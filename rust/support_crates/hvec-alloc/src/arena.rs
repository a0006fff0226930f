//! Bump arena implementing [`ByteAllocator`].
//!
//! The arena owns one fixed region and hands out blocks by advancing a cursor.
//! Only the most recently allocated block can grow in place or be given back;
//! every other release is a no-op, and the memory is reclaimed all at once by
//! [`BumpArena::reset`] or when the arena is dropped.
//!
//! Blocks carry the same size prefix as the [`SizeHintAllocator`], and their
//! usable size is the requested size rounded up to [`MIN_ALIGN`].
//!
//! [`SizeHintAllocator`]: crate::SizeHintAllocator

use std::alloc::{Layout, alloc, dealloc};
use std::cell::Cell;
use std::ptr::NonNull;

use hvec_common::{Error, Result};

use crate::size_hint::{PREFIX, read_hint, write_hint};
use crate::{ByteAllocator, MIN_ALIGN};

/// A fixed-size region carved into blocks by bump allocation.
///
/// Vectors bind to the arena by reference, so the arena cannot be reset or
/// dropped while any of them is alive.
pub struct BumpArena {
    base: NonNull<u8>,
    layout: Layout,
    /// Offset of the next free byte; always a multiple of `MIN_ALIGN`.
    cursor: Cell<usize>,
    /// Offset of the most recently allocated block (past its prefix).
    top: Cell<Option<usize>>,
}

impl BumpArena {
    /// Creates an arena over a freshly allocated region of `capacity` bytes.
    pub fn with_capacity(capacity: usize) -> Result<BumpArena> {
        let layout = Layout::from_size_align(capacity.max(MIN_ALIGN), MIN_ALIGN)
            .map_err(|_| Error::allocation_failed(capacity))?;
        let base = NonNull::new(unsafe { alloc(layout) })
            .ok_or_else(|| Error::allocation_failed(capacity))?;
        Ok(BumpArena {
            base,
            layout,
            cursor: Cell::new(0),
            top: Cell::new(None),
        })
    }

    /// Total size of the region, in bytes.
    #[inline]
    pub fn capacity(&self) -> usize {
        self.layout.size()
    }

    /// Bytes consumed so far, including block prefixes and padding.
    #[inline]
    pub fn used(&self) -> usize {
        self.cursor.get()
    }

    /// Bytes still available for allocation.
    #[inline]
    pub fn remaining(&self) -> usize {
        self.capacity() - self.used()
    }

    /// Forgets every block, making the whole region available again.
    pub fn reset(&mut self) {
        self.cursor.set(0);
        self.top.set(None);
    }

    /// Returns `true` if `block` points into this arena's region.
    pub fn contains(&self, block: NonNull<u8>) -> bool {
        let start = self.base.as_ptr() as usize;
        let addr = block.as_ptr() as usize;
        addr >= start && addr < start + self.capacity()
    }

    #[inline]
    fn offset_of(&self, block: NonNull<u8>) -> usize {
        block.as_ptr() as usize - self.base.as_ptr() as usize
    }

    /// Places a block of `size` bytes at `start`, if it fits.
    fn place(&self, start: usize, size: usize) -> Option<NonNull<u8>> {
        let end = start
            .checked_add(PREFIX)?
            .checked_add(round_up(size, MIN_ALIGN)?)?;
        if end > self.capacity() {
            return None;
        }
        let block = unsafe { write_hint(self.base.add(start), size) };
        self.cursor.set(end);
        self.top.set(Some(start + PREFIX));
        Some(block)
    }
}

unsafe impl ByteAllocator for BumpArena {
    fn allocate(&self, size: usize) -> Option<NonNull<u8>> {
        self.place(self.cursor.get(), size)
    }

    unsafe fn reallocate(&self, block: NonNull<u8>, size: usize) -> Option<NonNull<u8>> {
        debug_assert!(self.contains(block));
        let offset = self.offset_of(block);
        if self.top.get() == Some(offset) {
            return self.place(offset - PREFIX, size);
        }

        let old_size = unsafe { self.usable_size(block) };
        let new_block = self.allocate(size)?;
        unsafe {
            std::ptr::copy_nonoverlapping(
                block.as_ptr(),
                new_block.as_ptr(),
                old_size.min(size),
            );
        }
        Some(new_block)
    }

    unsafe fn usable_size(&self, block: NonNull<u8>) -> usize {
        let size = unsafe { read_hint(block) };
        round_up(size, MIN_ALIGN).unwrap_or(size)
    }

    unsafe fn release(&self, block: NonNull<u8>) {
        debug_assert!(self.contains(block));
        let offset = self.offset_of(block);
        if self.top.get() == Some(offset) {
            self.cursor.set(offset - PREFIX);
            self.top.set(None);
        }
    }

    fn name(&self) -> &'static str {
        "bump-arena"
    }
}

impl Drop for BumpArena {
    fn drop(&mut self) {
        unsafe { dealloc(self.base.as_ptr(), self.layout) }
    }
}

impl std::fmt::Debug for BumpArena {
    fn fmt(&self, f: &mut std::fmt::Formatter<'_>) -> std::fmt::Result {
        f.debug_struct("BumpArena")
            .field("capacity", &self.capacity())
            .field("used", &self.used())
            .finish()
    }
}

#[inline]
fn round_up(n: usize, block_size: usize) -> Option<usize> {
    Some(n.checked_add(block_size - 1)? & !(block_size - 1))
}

══════════════════════════════

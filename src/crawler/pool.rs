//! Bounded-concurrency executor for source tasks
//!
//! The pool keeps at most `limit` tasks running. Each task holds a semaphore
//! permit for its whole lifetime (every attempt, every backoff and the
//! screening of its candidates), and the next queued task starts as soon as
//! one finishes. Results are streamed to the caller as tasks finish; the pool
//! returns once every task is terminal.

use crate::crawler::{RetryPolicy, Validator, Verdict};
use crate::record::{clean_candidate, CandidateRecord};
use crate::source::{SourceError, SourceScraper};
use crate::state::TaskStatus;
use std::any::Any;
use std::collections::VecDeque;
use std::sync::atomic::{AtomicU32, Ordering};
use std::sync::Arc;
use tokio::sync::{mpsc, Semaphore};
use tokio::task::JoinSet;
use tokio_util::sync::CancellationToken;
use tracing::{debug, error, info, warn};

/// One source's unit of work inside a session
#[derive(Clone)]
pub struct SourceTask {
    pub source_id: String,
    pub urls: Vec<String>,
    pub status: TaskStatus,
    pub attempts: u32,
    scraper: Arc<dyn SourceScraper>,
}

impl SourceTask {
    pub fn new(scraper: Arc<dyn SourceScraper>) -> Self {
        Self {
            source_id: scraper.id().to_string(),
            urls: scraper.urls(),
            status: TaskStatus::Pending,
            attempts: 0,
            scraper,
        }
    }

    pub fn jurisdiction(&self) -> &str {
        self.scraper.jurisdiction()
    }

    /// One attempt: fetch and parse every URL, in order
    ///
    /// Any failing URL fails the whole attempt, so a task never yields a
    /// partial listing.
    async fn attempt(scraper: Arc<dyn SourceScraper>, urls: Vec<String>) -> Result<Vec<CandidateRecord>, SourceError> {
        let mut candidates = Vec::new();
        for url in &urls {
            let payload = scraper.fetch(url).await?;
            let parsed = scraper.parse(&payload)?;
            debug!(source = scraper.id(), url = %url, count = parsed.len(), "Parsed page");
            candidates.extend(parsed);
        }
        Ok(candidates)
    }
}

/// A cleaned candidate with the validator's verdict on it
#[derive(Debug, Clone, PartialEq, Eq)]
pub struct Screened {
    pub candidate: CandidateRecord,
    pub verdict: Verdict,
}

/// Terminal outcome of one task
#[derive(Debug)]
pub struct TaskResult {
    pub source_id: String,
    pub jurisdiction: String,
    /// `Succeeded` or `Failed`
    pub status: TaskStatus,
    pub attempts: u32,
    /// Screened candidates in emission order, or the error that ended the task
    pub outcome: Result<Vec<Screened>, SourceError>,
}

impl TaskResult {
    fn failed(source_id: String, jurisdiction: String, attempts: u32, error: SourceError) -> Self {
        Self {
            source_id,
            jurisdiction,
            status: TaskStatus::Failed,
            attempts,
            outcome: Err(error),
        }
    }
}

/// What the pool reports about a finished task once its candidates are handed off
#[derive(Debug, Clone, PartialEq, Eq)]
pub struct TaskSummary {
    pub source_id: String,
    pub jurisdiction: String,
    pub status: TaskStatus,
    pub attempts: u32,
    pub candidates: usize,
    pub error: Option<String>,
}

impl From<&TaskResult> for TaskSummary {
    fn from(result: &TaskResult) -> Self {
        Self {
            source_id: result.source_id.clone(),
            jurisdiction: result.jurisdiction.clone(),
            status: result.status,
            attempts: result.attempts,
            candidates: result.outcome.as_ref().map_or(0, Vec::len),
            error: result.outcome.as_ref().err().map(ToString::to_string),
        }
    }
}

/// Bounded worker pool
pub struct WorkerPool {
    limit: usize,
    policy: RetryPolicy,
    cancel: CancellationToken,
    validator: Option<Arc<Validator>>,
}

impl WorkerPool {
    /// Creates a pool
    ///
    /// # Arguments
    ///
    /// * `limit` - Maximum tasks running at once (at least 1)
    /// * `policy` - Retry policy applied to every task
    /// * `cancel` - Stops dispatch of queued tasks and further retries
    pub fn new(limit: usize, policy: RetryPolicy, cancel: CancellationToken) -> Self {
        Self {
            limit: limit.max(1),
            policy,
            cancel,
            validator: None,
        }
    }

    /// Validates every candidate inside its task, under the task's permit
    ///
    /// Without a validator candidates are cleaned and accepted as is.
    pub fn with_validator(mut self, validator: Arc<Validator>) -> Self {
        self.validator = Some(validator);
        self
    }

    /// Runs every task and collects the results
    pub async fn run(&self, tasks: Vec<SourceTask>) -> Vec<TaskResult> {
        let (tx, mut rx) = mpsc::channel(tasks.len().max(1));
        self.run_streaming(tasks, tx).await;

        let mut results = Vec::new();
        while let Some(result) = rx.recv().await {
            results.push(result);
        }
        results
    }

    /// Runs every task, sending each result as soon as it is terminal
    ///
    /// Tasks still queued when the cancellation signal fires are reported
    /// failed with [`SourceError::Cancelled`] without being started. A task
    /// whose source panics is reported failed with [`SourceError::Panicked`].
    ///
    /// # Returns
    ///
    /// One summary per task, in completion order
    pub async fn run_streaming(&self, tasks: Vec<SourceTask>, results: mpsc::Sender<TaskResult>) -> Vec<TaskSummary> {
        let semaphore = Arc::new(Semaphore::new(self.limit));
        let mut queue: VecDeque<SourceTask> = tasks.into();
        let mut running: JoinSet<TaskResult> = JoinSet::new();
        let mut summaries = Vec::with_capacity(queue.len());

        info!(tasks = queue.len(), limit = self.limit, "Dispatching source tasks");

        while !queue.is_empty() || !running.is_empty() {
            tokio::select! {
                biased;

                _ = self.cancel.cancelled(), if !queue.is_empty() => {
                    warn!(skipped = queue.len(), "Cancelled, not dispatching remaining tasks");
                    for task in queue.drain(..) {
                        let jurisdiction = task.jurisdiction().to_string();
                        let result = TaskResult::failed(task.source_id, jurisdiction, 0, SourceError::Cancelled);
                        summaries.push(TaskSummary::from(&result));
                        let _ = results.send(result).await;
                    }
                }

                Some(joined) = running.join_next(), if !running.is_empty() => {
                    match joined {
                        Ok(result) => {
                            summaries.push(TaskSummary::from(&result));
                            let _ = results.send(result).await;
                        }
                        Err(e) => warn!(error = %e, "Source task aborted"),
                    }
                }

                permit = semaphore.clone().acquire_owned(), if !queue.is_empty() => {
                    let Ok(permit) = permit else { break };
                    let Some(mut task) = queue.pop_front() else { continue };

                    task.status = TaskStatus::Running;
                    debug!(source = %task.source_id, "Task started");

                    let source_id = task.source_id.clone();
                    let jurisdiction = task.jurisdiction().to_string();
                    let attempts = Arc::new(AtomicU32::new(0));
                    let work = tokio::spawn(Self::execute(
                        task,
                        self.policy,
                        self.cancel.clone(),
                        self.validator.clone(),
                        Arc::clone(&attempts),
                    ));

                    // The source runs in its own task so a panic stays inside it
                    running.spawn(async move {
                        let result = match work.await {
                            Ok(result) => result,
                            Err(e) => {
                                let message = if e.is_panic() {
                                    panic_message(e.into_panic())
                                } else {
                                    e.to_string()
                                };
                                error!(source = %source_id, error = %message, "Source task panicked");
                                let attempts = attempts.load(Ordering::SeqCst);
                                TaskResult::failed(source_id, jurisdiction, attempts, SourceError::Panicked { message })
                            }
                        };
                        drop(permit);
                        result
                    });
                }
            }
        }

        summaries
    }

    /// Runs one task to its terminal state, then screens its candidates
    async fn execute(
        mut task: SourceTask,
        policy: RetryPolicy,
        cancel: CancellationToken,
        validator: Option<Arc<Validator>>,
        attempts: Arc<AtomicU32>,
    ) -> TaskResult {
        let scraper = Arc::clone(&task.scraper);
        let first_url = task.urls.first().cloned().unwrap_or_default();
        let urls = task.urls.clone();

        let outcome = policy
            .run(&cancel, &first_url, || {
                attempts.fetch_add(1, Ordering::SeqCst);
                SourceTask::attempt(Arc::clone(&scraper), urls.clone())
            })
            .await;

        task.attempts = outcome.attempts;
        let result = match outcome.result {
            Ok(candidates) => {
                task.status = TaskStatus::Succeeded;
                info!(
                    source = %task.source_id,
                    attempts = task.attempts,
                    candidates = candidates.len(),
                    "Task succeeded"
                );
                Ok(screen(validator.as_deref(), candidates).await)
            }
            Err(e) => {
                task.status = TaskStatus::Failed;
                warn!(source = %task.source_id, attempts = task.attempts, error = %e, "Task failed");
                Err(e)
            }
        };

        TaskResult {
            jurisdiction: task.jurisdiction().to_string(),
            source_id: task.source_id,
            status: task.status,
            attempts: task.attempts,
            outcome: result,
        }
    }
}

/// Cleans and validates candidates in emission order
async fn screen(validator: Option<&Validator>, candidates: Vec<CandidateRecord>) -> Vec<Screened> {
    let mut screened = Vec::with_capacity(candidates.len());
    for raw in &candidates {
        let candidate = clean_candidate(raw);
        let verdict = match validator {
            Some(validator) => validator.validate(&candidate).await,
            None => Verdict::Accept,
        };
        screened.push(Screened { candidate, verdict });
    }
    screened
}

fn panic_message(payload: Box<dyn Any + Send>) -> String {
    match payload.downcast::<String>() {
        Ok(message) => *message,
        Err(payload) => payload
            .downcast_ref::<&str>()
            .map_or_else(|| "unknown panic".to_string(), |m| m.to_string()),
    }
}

══════════════════════════════

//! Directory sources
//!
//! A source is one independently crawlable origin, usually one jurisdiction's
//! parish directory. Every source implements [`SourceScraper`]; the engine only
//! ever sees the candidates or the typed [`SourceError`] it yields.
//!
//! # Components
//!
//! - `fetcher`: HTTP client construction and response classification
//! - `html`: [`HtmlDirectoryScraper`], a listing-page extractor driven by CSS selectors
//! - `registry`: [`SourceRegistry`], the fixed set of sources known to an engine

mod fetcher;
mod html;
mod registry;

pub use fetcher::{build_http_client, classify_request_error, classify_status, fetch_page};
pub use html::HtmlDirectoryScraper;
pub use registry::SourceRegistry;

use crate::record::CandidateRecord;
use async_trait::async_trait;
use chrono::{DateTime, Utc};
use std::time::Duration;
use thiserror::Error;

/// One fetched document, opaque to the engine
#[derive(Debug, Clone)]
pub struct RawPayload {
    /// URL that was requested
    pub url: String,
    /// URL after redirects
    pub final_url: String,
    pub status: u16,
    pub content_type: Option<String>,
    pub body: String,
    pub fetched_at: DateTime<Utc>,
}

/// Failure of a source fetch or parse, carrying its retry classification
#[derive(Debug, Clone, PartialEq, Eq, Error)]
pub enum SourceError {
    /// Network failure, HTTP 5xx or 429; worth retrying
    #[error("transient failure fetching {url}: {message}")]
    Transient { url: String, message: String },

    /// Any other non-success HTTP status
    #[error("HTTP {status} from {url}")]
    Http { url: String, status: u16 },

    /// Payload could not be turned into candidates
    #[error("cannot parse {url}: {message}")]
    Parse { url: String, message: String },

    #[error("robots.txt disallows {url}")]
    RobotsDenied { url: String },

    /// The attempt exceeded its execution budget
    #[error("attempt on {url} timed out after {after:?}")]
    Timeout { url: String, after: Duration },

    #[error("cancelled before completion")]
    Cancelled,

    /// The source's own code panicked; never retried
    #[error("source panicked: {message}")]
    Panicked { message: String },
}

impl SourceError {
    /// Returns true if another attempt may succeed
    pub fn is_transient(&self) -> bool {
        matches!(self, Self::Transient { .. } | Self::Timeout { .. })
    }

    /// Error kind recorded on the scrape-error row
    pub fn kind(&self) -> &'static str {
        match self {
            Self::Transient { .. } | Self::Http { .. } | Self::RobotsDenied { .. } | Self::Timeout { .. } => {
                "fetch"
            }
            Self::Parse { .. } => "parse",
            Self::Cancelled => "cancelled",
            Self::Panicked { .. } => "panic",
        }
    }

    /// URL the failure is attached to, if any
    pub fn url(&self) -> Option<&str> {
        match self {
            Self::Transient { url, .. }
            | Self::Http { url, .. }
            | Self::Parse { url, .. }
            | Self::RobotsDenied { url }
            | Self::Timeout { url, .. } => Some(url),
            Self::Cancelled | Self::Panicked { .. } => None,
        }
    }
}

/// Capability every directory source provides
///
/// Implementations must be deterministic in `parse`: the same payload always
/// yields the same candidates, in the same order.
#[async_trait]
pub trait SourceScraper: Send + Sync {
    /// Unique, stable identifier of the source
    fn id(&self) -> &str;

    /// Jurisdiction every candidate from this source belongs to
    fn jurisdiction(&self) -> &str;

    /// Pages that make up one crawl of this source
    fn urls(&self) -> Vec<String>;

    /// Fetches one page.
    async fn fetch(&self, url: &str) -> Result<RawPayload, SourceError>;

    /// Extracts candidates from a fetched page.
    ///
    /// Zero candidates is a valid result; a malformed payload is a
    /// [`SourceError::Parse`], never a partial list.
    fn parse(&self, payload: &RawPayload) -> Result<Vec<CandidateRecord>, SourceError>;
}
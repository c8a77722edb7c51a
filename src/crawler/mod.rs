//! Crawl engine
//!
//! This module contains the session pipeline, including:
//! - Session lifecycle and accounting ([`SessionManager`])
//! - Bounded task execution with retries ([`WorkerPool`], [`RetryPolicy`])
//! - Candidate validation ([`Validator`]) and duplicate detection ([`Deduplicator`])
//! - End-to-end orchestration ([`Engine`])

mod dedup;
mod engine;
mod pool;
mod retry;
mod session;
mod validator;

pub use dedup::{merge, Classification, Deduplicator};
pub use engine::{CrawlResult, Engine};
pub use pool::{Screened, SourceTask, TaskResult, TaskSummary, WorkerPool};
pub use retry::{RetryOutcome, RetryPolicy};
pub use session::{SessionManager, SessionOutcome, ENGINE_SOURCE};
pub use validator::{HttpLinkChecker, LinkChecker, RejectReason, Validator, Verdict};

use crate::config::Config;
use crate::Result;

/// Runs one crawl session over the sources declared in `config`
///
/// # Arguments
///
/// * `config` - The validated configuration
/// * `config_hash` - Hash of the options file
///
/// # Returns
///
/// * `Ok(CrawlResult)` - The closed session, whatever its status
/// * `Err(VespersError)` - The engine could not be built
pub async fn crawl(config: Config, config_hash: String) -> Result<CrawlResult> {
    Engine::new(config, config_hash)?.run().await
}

══════════════════════════════

■ **Exercise details**
Reproduce only the lines above spanning from the line containing "let Ok(permit) = permit" through the line containing "error!(source = %source_id, error", word for word.

■ **Task solution**
                    let Ok(permit) = permit else { break };
                    let Some(mut task) = queue.pop_front() else { continue };

                    task.status = TaskStatus::Running;
                    debug!(source = %task.source_id, "Task started");

                    let source_id = task.source_id.clone();
                    let jurisdiction = task.jurisdiction().to_string();
                    let attempts = Arc::new(AtomicU32::new(0));
                    let work = tokio::spawn(Self::execute(
                        task,
                        self.policy,
                        self.cancel.clone(),
                        self.validator.clone(),
                        Arc::clone(&attempts),
                    ));

                    // The source runs in its own task so a panic stays inside it
                    running.spawn(async move {
                        let result = match work.await {
                            Ok(result) => result,
                            Err(e) => {
                                let message = if e.is_panic() {
                                    panic_message(e.into_panic())
                                } else {
                                    e.to_string()
                                };
                                error!(source = %source_id, error = %message, "Source task panicked");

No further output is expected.